Ok. if they had to have clothing and fire, The earliest confirmed use of
fire by H.erectus is from Beijing China with Peking man. 500,000 years ago.
There are two cases of possible fire from 1.5 million years ago (Ian
Tattersall, The Fossil Trail (New York:Oxford University Press, 1995), p.
202-203) but they are controversial. But animals do not use fire.

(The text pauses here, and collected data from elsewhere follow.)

//! apctl - WiFi Access-Point Lifecycle Library
//!
//! Async library that turns configured radios into short-lived access points:
//! - Command execution and daemon supervision
//! - Subnet allocation per network
//! - Access Point (hostapd)
//! - DHCP server (dnsmasq)
//! - NAT and isolation rules (iptables)
//! - Lifecycle manager with automatic expiry
//!
//! Includes an in-memory simulated host for dry runs and tests.

pub mod error;
pub mod validation;
pub mod command;
pub mod config;
pub mod allocator;
pub mod network;
pub mod interface;
pub mod wifi;
pub mod hostapd;
pub mod dhcp;
pub mod routing;
pub mod firewall;
pub mod manager;
pub mod simulate;

// Re-export commonly used types
pub use error::{ApctlError, ApctlResult, TeardownStep};
pub use command::{CommandOutput, CommandRunner, DaemonHandle, ManagedProcess, ReadinessPolicy, SystemRunner};
pub use config::{ApctlConfig, NetworkEntry, UpstreamSelector};
pub use allocator::{Ipv4Subnet, SubnetAllocation};
pub use network::{
    Band, ClientInfo, DaemonHealth, Encryption, HealthReport, HealthStatus, InstanceInfo,
    NatHealth, NetworkParams, NetworkStatus, SlotHealth, SlotState, SlotSummary, StopOutcome,
    UpstreamHealth,
};
pub use interface::InterfaceController;
pub use wifi::{TxPowerReport, WifiController, WifiDeviceInfo};
pub use hostapd::{ApRadioConfig, HostapdController};
pub use dhcp::{DhcpConfig, DhcpController, DhcpLease};
pub use routing::RoutingController;
pub use firewall::FirewallController;
pub use manager::NetworkManager;
pub use simulate::SimulatedHost;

As to clothing, there is microscopic evidence of that on the tools also.
Schick and Toth write:

"But in the very remote Stone Age past, our primary evidence for hide
working comes from Lower Paleolithic sites in Europe, the earliest about
three hundred thousand years ago, where stone artifact edges show the
telltale microscopic wear pattern of highly rounded, rough, and pitted edges
with scratches perpendicular to the tool edge, indicating a scraping motion.
In the earliest Stone Age, we have no direct evidence of the working of
hides. Once a skin is cut away from an animals's body, it can be worked with
stone tools, ideally flakes or retouched flake scrapers, to remove adhering
meat and fat, which will normally make the skin go rancid. It is usually
easier to remove adhering tissues by staking the skin on the ground with hair
side down and allowing it to dry in the sun. A sun-dried skin (rawhid) can
serve as a stiff carrying device, but to make a softer, more pliable material
that can be used as clothing, ususally some chemical tanning agent (such as
brains, urine, ash, and water) must be used. Whether Oldowan hominids had
such technologies is unknown, but it seems more likely that a strong reliance
upon clothing for warmth was especially correlated to hominid movements into
more temperate parts of the world later in time."~Kathy D. Schick and
Nicholas Toth, Making Silent
Stones Speak, (New York: Simon and Schuster, 1993), p.162

There is also evidence for hide scraping from Hoxne in England. I do not
know the age of this, but it is older than 100,000 years.
They state:
"A dominant tool form in these technologies was the side scraper,
produced by removing chips off one side of a flake to stepen or resharpen an
edge. Wear studies suggest that many of these were used for scraping hides
or working wood. Other common tools include denticulates (flakes retouched
inot a sawlike, toothed edge) and unifacial or bifacial points."~Kathy D.
Schick and Nicholas Toth, Making Silent Stones Speak, (New York: Simon and
Schuster, 1993), p.290

This is from 200-100,000 years ago.

These activites seem to imply a human type of activity prior to the time most
christians wan Adam to have existed. The only way I know to harmonize the
data is to do something like I have done by moving the time of man's creation
further back. When you couple these observations with the first art object
at 300,000 years, the broca's brain at 2 million years, it is not too
difficult to see that Christian apologetics has a problem here.